Material supplied: Begin
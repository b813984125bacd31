//! HTTP middleware
//!
//! Admin routes are guarded by HTTP Basic authentication against the static
//! credentials from the `[admin]` config section.

use axum::{
    extract::{Request, State},
    http::{header, HeaderMap},
    middleware::Next,
    response::Response,
};
use base64::{engine::general_purpose::STANDARD, Engine as _};
use tracing::{debug, warn};

use super::{responses::unauthorized, AppState};
use crate::config::AdminConfig;
use crate::errors::WebError;

/// Reject requests that do not carry the admin credentials
pub async fn admin_auth_middleware(
    State(state): State<AppState>,
    request: Request,
    next: Next,
) -> Response {
    match check_basic_auth(request.headers(), &state.config.admin) {
        Ok(username) => {
            debug!(
                method = %request.method(),
                uri = %request.uri(),
                user = %username,
                "Admin request authorized"
            );
            next.run(request).await
        }
        Err(WebError::InvalidAuth { message }) => {
            warn!(
                method = %request.method(),
                uri = %request.uri(),
                "Admin request rejected: {}", message
            );
            unauthorized(&message)
        }
        Err(e) => unauthorized(&e.to_string()),
    }
}

/// Validate an `Authorization: Basic ...` header, returning the username
pub fn check_basic_auth(headers: &HeaderMap, admin: &AdminConfig) -> Result<String, WebError> {
    let value = headers
        .get(header::AUTHORIZATION)
        .ok_or_else(|| WebError::invalid_auth("admin credentials required"))?
        .to_str()
        .map_err(|_| WebError::invalid_auth("malformed Authorization header"))?;

    let encoded = value
        .strip_prefix("Basic ")
        .ok_or_else(|| WebError::invalid_auth("only Basic authentication is supported"))?;
    let decoded = STANDARD
        .decode(encoded.trim())
        .map_err(|_| WebError::invalid_auth("malformed Basic credentials"))?;
    let decoded = String::from_utf8(decoded)
        .map_err(|_| WebError::invalid_auth("malformed Basic credentials"))?;

    let (username, password) = decoded
        .split_once(':')
        .ok_or_else(|| WebError::invalid_auth("malformed Basic credentials"))?;

    if username == admin.username && password == admin.password {
        Ok(username.to_string())
    } else {
        Err(WebError::invalid_auth("invalid username or password"))
    }
}
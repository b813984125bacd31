/// Configuration default values
///
/// This module contains all the default values for configuration options,
/// making them easily changeable in one central location.
// Web server defaults
pub const DEFAULT_HOST: &str = "0.0.0.0";
pub const DEFAULT_PORT: u16 = 8080;

// Storage defaults
pub const DEFAULT_CATALOG_PATH: &str = "./data/catalog.json";
pub const DEFAULT_SEED_SAMPLE_CHANNELS: bool = true;

// Admin defaults (change these in config.toml before exposing the API)
pub const DEFAULT_ADMIN_USERNAME: &str = "admin";
pub const DEFAULT_ADMIN_PASSWORD: &str = "admin";

// Import defaults
pub const DEFAULT_MAX_PLAYLIST_BYTES: u64 = 10 * 1024 * 1024; // 10MB
pub const DEFAULT_MAX_CHANNELS: usize = 1000;
pub const DEFAULT_FETCH_TIMEOUT_SECS: u64 = 30;

// Sync defaults
pub const DEFAULT_POLL_INTERVAL_MS: u64 = 1000;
Material supplied: End
• About this task: Each entry above is to be returned exactly as given.

• Solved problem:
repository b813984125bacd31
//! HTTP middleware
//!
//! Admin routes are guarded by HTTP Basic authentication against the static
//! credentials from the `[admin]` config section.

use axum::{
    extract::{Request, State},
    http::{header, HeaderMap},
    middleware::Next,
    response::Response,
};
use base64::{engine::general_purpose::STANDARD, Engine as _};
use tracing::{debug, warn};

use super::{responses::unauthorized, AppState};
use crate::config::AdminConfig;
use crate::errors::WebError;

/// Reject requests that do not carry the admin credentials
pub async fn admin_auth_middleware(
    State(state): State<AppState>,
    request: Request,
    next: Next,
) -> Response {
    match check_basic_auth(request.headers(), &state.config.admin) {
        Ok(username) => {
            debug!(
                method = %request.method(),
                uri = %request.uri(),
                user = %username,
                "Admin request authorized"
            );
            next.run(request).await
        }
        Err(WebError::InvalidAuth { message }) => {
            warn!(
                method = %request.method(),
                uri = %request.uri(),
                "Admin request rejected: {}", message
            );
            unauthorized(&message)
        }
        Err(e) => unauthorized(&e.to_string()),
    }
}

/// Validate an `Authorization: Basic ...` header, returning the username
pub fn check_basic_auth(headers: &HeaderMap, admin: &AdminConfig) -> Result<String, WebError> {
    let value = headers
        .get(header::AUTHORIZATION)
        .ok_or_else(|| WebError::invalid_auth("admin credentials required"))?
        .to_str()
        .map_err(|_| WebError::invalid_auth("malformed Authorization header"))?;

    let encoded = value
        .strip_prefix("Basic ")
        .ok_or_else(|| WebError::invalid_auth("only Basic authentication is supported"))?;
    let decoded = STANDARD
        .decode(encoded.trim())
        .map_err(|_| WebError::invalid_auth("malformed Basic credentials"))?;
    let decoded = String::from_utf8(decoded)
        .map_err(|_| WebError::invalid_auth("malformed Basic credentials"))?;

    let (username, password) = decoded
        .split_once(':')
        .ok_or_else(|| WebError::invalid_auth("malformed Basic credentials"))?;

    if username == admin.username && password == admin.password {
        Ok(username.to_string())
    } else {
        Err(WebError::invalid_auth("invalid username or password"))
    }
}
repository b813984125bacd31
/// Configuration default values
///
/// This module contains all the default values for configuration options,
/// making them easily changeable in one central location.
// Web server defaults
pub const DEFAULT_HOST: &str = "0.0.0.0";
pub const DEFAULT_PORT: u16 = 8080;

// Storage defaults
pub const DEFAULT_CATALOG_PATH: &str = "./data/catalog.json";
pub const DEFAULT_SEED_SAMPLE_CHANNELS: bool = true;

// Admin defaults (change these in config.toml before exposing the API)
pub const DEFAULT_ADMIN_USERNAME: &str = "admin";
pub const DEFAULT_ADMIN_PASSWORD: &str = "admin";

// Import defaults
pub const DEFAULT_MAX_PLAYLIST_BYTES: u64 = 10 * 1024 * 1024; // 10MB
pub const DEFAULT_MAX_CHANNELS: usize = 1000;
pub const DEFAULT_FETCH_TIMEOUT_SECS: u64 = 30;

// Sync defaults
pub const DEFAULT_POLL_INTERVAL_MS: u64 = 1000;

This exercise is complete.